My blog is me naked, vulnerable, and honest.
6 years ago. March 26, 2018 at 8:43 AM

It's amazing how many years I have been in a very dark and lonely place without even knowing who I was anymore. My brother died and it was like I died with him. I didn't know how to cope with it, so I didn't cope with anything properly. My life headed into this unfamiliar territory where tragedy had become a normal existence to me.

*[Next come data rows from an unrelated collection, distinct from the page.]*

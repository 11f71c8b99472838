//! Crawler coordinator - per-store run orchestration
//!
//! A run for one store goes through these steps:
//! - Reset the schema (full runs only) and open a run record
//! - Walk the department tree, collecting products and categories by depth
//! - Reconcile the discovered categories with the ones already stored,
//!   skipping categories whose parent department was pruned
//! - Write new categories (shallowest first) and then every product
//! - Close the run record and log a one-line summary

use crate::config::{Config, StoreEntry};
use crate::crawler::client::CatalogClient;
use crate::crawler::dedup;
use crate::crawler::fetcher::PageFetcher;
use crate::crawler::walker::TreeWalker;
use crate::model::{Category, DepthCategoryMap, Product, RunMode};
use crate::output::format_run_summary;
use crate::storage::CatalogStore;
use crate::CatalogError;
use std::collections::HashSet;

/// Outcome of one store's run
#[derive(Debug, Clone)]
pub struct RunReport {
    pub run_id: i64,
    pub store_slug: String,
    pub mode: RunMode,
    /// Products extracted and written during the run
    pub products: Vec<Product>,
    /// Distinct categories in the reconciled set
    pub unique_categories: usize,
    /// Categories written during this run
    pub categories_written: usize,
    /// Ids that appeared with conflicting fields
    pub conflicting_ids: Vec<i64>,
}

impl RunReport {
    pub fn item_count(&self) -> usize {
        self.products.len()
    }
}

/// What a run produced before the run record is closed
struct Harvest {
    products: Vec<Product>,
    unique_categories: usize,
    categories_written: usize,
    conflicting_ids: Vec<i64>,
}

/// Main crawler coordinator structure
pub struct Coordinator<F, S> {
    config: Config,
    config_hash: String,
    fetcher: F,
    store: S,
}

impl<F: PageFetcher, S: CatalogStore> Coordinator<F, S> {
    /// Creates a new coordinator
    ///
    /// # Arguments
    ///
    /// * `config` - The validated configuration
    /// * `config_hash` - Hash of the configuration file, stored with every run
    /// * `fetcher` - Source of catalog pages
    /// * `store` - Destination for categories and products
    pub fn new(config: Config, config_hash: impl Into<String>, fetcher: F, store: S) -> Self {
        Self {
            config,
            config_hash: config_hash.into(),
            fetcher,
            store,
        }
    }

    pub fn store(&self) -> &S {
        &self.store
    }

    pub fn into_store(self) -> S {
        self.store
    }

    /// Runs every configured store in order
    ///
    /// The first store runs in `first_mode`; later stores always run
    /// incrementally so they extend the data written before them.
    pub async fn run_all(&mut self, first_mode: RunMode) -> Result<Vec<RunReport>, CatalogError> {
        let stores = self.config.stores.clone();
        let mut reports = Vec::with_capacity(stores.len());

        for (index, store) in stores.iter().enumerate() {
            let mode = if index == 0 {
                first_mode
            } else {
                RunMode::Incremental
            };
            reports.push(self.run_store(store, mode).await?);
        }

        Ok(reports)
    }

    /// Runs the configured store named `slug`
    pub async fn run_selected(&mut self, slug: &str, mode: RunMode) -> Result<RunReport, CatalogError> {
        let store = self
            .config
            .find_store(slug)
            .cloned()
            .ok_or_else(|| CatalogError::UnknownStore(slug.to_string()))?;
        self.run_store(&store, mode).await
    }

    /// Runs one store
    ///
    /// A storage failure aborts the run; the run record is marked failed
    /// when possible. Rows written before the failure stay in place.
    pub async fn run_store(&mut self, store: &StoreEntry, mode: RunMode) -> Result<RunReport, CatalogError> {
        if mode.resets_schema() {
            self.store.reset_schema()?;
        }

        let run_id = self
            .store
            .create_run(&store.slug, mode, &self.config_hash)?;
        tracing::info!(
            "Starting {} run {} for store {} (id {})",
            mode,
            run_id,
            store.slug,
            store.id
        );

        match self.harvest(store, mode).await {
            Ok(harvest) => {
                self.store.complete_run(
                    run_id,
                    harvest.products.len() as u64,
                    harvest.unique_categories as u64,
                )?;

                let report = RunReport {
                    run_id,
                    store_slug: store.slug.clone(),
                    mode,
                    products: harvest.products,
                    unique_categories: harvest.unique_categories,
                    categories_written: harvest.categories_written,
                    conflicting_ids: harvest.conflicting_ids,
                };
                tracing::info!("{}", format_run_summary(&report));
                Ok(report)
            }
            Err(e) => {
                tracing::error!("Run {} for store {} failed: {}", run_id, store.slug, e);
                if let Err(mark_err) = self.store.fail_run(run_id, &e.to_string()) {
                    tracing::warn!("Could not mark run {} as failed: {}", run_id, mark_err);
                }
                Err(e)
            }
        }
    }

    async fn harvest(&mut self, store: &StoreEntry, mode: RunMode) -> Result<Harvest, CatalogError> {
        let max_depth = self.config.crawler.max_depth;
        let client = CatalogClient::for_store(
            &self.fetcher,
            &self.config.api,
            &self.config.crawler,
            store,
        );
        let walker =
            TreeWalker::new(&client, max_depth).with_debug_mode(self.config.crawler.debug_mode);

        let existing = self.store.list_categories()?;
        let mut discovered = DepthCategoryMap::for_mode(mode, max_depth);
        if !existing.iter().any(Category::is_root) && discovered.at(0).is_empty() {
            tracing::info!("No root category stored yet, seeding it for {}", store.slug);
            discovered.record(0, Category::root());
        }

        let products = walker.walk(&mut discovered).await;
        tracing::info!(
            "Walk of {} finished: {} products, {} categories discovered",
            store.slug,
            products.len(),
            discovered.total()
        );

        let merged = dedup::merge(&existing, &discovered);

        let conflicting_ids = dedup::conflicting_ids(&merged);
        for id in &conflicting_ids {
            tracing::warn!(
                "Category {} was seen with conflicting fields; the store will reject the duplicate",
                id
            );
        }

        let (pending, orphans) =
            dedup::split_anchored(&existing, dedup::pending_writes(&existing, &merged));
        for orphan in &orphans {
            tracing::warn!(
                "Skipping category {} ('{}'): parent {:?} was pruned",
                orphan.id,
                orphan.name,
                orphan.parent_id
            );
        }

        for category in &pending {
            self.store.insert(category.into())?;
        }
        tracing::debug!("Wrote {} new categories", pending.len());

        let written: HashSet<i64> = existing
            .iter()
            .chain(&pending)
            .map(|category| category.id)
            .collect();
        let (products, stray): (Vec<Product>, Vec<Product>) = products
            .into_iter()
            .partition(|product| written.contains(&product.category_id));
        if !stray.is_empty() {
            tracing::warn!(
                "Skipping {} products whose category was not written",
                stray.len()
            );
        }

        for product in &products {
            self.store.insert(product.into())?;
        }

        Ok(Harvest {
            unique_categories: dedup::distinct_count(&merged) - orphans.len(),
            categories_written: pending.len(),
            conflicting_ids,
            products,
        })
    }
}
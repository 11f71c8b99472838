//! Category definitions for the department tree

use std::fmt;

/// Id of the synthetic root category
pub const ROOT_CATEGORY_ID: i64 = 0;

/// Display name of the synthetic root category ("home category")
pub const ROOT_CATEGORY_NAME: &str = "Главная категория";

/// A node in the retailer's department hierarchy
///
/// Equality and hashing cover every field, so two records with the same
/// `id` but a different name or parent are distinct values. Deduplication
/// relies on this to keep conflicting upstream records visible.
#[derive(Debug, Clone, PartialEq, Eq, Hash)]
pub struct Category {
    pub id: i64,
    pub name: String,
    pub image_url: Option<String>,
    /// True for leaf departments that list products directly
    pub is_final: bool,
    /// `None` only for the synthetic root
    pub parent_id: Option<i64>,
}

impl Category {
    /// The synthetic root every top-level department hangs from
    pub fn root() -> Self {
        Self {
            id: ROOT_CATEGORY_ID,
            name: ROOT_CATEGORY_NAME.to_string(),
            image_url: None,
            is_final: false,
            parent_id: None,
        }
    }

    /// A department without sub-departments
    pub fn leaf(id: i64, name: impl Into<String>, parent_id: i64) -> Self {
        Self {
            id,
            name: name.into(),
            image_url: None,
            is_final: true,
            parent_id: Some(parent_id),
        }
    }

    /// A department whose subtree produced at least one product
    pub fn internal(id: i64, name: impl Into<String>, parent_id: i64) -> Self {
        Self {
            id,
            name: name.into(),
            image_url: None,
            is_final: false,
            parent_id: Some(parent_id),
        }
    }

    pub fn is_root(&self) -> bool {
        self.parent_id.is_none()
    }

    pub fn kind(&self) -> NodeKind {
        if self.is_final {
            NodeKind::Leaf
        } else {
            NodeKind::Internal
        }
    }
}

/// Classification of a department node
#[derive(Debug, Clone, Copy, PartialEq, Eq, Hash)]
pub enum NodeKind {
    /// No sub-departments; the listing carries products
    Leaf,

    /// Has sub-departments that must be explored
    Internal,
}

impl fmt::Display for NodeKind {
    fn fmt(&self, f: &mut fmt::Formatter<'_>) -> fmt::Result {
        match self {
            Self::Leaf => write!(f, "leaf"),
            Self::Internal => write!(f, "internal"),
        }
    }
}
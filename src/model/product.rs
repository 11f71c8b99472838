//! Products extracted from final categories

/// A product listed under a final category
///
/// Products carry no identity of their own; every field is optional except
/// the owning category.
#[derive(Debug, Clone, PartialEq, Eq, Hash)]
pub struct Product {
    pub name: Option<String>,
    pub image_url: Option<String>,
    pub category_id: i64,
    pub link: Option<String>,
}

impl Product {
    pub fn new(
        name: Option<String>,
        image_url: Option<String>,
        category_id: i64,
        link: Option<String>,
    ) -> Self {
        Self {
            name,
            image_url,
            category_id,
            link,
        }
    }
}
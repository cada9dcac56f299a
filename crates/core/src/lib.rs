//! Core library for the Beatscope audio analyser.
//!
//! Turns fixed-size blocks of PCM samples into log-scaled magnitude spectra
//! with per-band energy levels, and derives beat and onset events from
//! successive blocks. Everything here is synchronous and free of I/O; callers
//! supply decoded sample blocks and consume the resulting snapshots.

pub mod analysis;
pub mod beat;
pub mod config;
pub mod error;
pub mod onset;
pub mod spectrum;
pub mod transform;
pub mod window;

pub use analysis::{AnalysisEngine, AnalysisFrame, AnalysisSummary};
pub use beat::{BeatDetector, BeatEvent, EnergyHistory, EnergySample};
pub use config::{AnalyzerConfig, AppConfig, BeatConfig, OnsetConfig};
pub use error::{AnalysisError, Result};
pub use onset::OnsetDetector;
pub use spectrum::{FrequencyBand, Spectrum, SpectrumAnalyzer, BAND_COUNT};
//! Hann window used to taper sample blocks before the transform.

use std::f32::consts::PI;

use crate::{AnalysisError, Result};

/// Returns `len` Hann coefficients, `0.5 * (1 - cos(2πi / (len - 1)))`.
///
/// A single-sample window is `[1.0]` so that it never silences its input.
pub fn hann(len: usize) -> Vec<f32> {
    if len <= 1 {
        return vec![1.0; len];
    }

    let denominator = (len - 1) as f32;
    (0..len)
        .map(|index| 0.5 * (1.0 - (2.0 * PI * index as f32 / denominator).cos()))
        .collect()
}

/// Multiplies `samples` by `window` element by element.
pub fn apply(samples: &[f32], window: &[f32]) -> Result<Vec<f32>> {
    if samples.len() != window.len() {
        return Err(AnalysisError::invalid(format!(
            "window has {} coefficients but the block has {} samples",
            window.len(),
            samples.len()
        )));
    }

    Ok(samples
        .iter()
        .zip(window)
        .map(|(sample, coefficient)| sample * coefficient)
        .collect())
}
/// Result alias that carries the custom [`AnalysisError`] type.
pub type Result<T> = std::result::Result<T, AnalysisError>;

/// Common error type for the core crate.
#[derive(Debug, thiserror::Error)]
pub enum AnalysisError {
    /// A sample block did not contain exactly the number of samples the
    /// analyser was configured for. The caller has to resubmit a correctly
    /// sized block.
    #[error("sample block has {actual} samples, expected exactly {expected}")]
    SampleCountMismatch { expected: usize, actual: usize },
    /// Input that can never be processed, such as a transform buffer whose
    /// length is not a power of two.
    #[error("invalid input: {0}")]
    InvalidInput(String),
    /// JSON (de)serialisation failed, e.g. for a malformed configuration
    /// document.
    #[error("json error: {0}")]
    Json(#[from] serde_json::Error),
    /// Wrapper around standard IO errors.
    #[error("{0}")]
    Io(#[from] std::io::Error),
    #[error("{0}")]
    Message(String),
}

impl AnalysisError {
    /// Creates a new error that simply wraps the provided message.
    pub fn msg<T: Into<String>>(msg: T) -> Self {
        Self::Message(msg.into())
    }

    pub fn invalid<T: Into<String>>(msg: T) -> Self {
        Self::InvalidInput(msg.into())
    }
}

impl From<&str> for AnalysisError {
    fn from(value: &str) -> Self {
        Self::msg(value)
    }
}

impl From<String> for AnalysisError {
    fn from(value: String) -> Self {
        Self::Message(value)
    }
}
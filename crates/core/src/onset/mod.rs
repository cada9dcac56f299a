use crate::config::OnsetConfig;

const ENERGY_EPSILON: f32 = 1e-6;

/// Loudness-ratio onset detector.
///
/// The only state kept between calls is the RMS energy of the last block, so
/// the caller can feed it back as `prev_energy` on the next call.
#[derive(Debug, Clone)]
pub struct OnsetDetector {
    current_energy: f32,
    threshold: f32,
}

impl Default for OnsetDetector {
    fn default() -> Self {
        Self::from_config(&OnsetConfig::default())
    }
}

impl OnsetDetector {
    pub fn new() -> Self {
        Self::default()
    }

    pub fn from_config(config: &OnsetConfig) -> Self {
        Self::with_threshold(config.threshold)
    }

    /// Creates a detector firing once the loudness ratio exceeds `threshold`.
    /// Thresholds that are not finite and positive fall back to 1.5.
    pub fn with_threshold(threshold: f32) -> Self {
        let threshold = if threshold.is_finite() && threshold > 0.0 {
            threshold
        } else {
            tracing::warn!(threshold, "invalid onset threshold, using 1.5");
            OnsetConfig::default().threshold
        };

        Self {
            current_energy: 0.0,
            threshold,
        }
    }

    pub fn threshold(&self) -> f32 {
        self.threshold
    }

    /// Returns the onset strength in `[0, 1]` of `samples` relative to the
    /// previous block's RMS energy. A non-positive `prev_energy` always yields
    /// 0.
    pub fn detect(&mut self, samples: &[f32], prev_energy: f32) -> f32 {
        self.current_energy = rms(samples);

        if prev_energy.is_nan() || prev_energy <= 0.0 {
            return 0.0;
        }

        let ratio = self.current_energy / (prev_energy + ENERGY_EPSILON);
        if ratio > self.threshold {
            ((ratio - self.threshold) / self.threshold).clamp(0.0, 1.0)
        } else {
            0.0
        }
    }

    /// RMS energy of the block passed to the most recent [`detect`] call.
    ///
    /// [`detect`]: OnsetDetector::detect
    pub fn current_energy(&self) -> f32 {
        self.current_energy
    }
}

/// Root mean square of `samples`, or 0 for an empty block.
pub fn rms(samples: &[f32]) -> f32 {
    if samples.is_empty() {
        return 0.0;
    }

    let sum: f32 = samples.iter().map(|sample| sample * sample).sum();
    (sum / samples.len() as f32).sqrt()
}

I went from being an independent, single mother of two boys (then 17&2), having a career as an Occupational Therapy Assistant which I absolutely adored, and was academically working towards my Bachelor's degree. All of a sudden, I found myself afraid to leave my home, extremely mentally unstable, and continuously sick with Shingles, MRSA, I was bitten on my lip by a spider in my sleep which almost killed me, immunodeficiency disorder, then finally cancer. I was unable to work and many days I never left my bedroom for fear of getting my boys sick just the same. My lack of an immune system prevented me from doing chemo, but it was my choice not to do it. My oldest son started using meth and my home was raided. He is now a felon and currently in jail. I blamed myself for so long because I basically just quit being a mom and let him do whatever he wanted hoping that he would make better choices. Then, it's almost as if all of the dark clouds sent hail the size of basketballs on top of my life when I discovered how horrible my father was to me. I will admit, I thought I was weak to the point where I didn't know how to get past that. Of course I know that I have plenty of bad days ahead, but it's like the missing pieces to my puzzle were found. My suppressed memories can be in the past now instead of waiting in the background. He is gone, and I am at peace. Sexually, I'm not sure if I can be able to trust a man enough to be the submissive I once thought I was. But my therapist said that as long as I am honest and open with people who I choose to have in my life about what happened, then I will never have to worry about being rejected later on. For the first time in a long time, I can feel Sarah waking up and smiling from ear to ear (I've always been known for my smile). Thank you so very much all of you whom have offered friendship and love to me. Thank you

ShellyBean​(sub female) - You seem to be on a good path Sarah. Baby steps my friend. I will pray for you dear.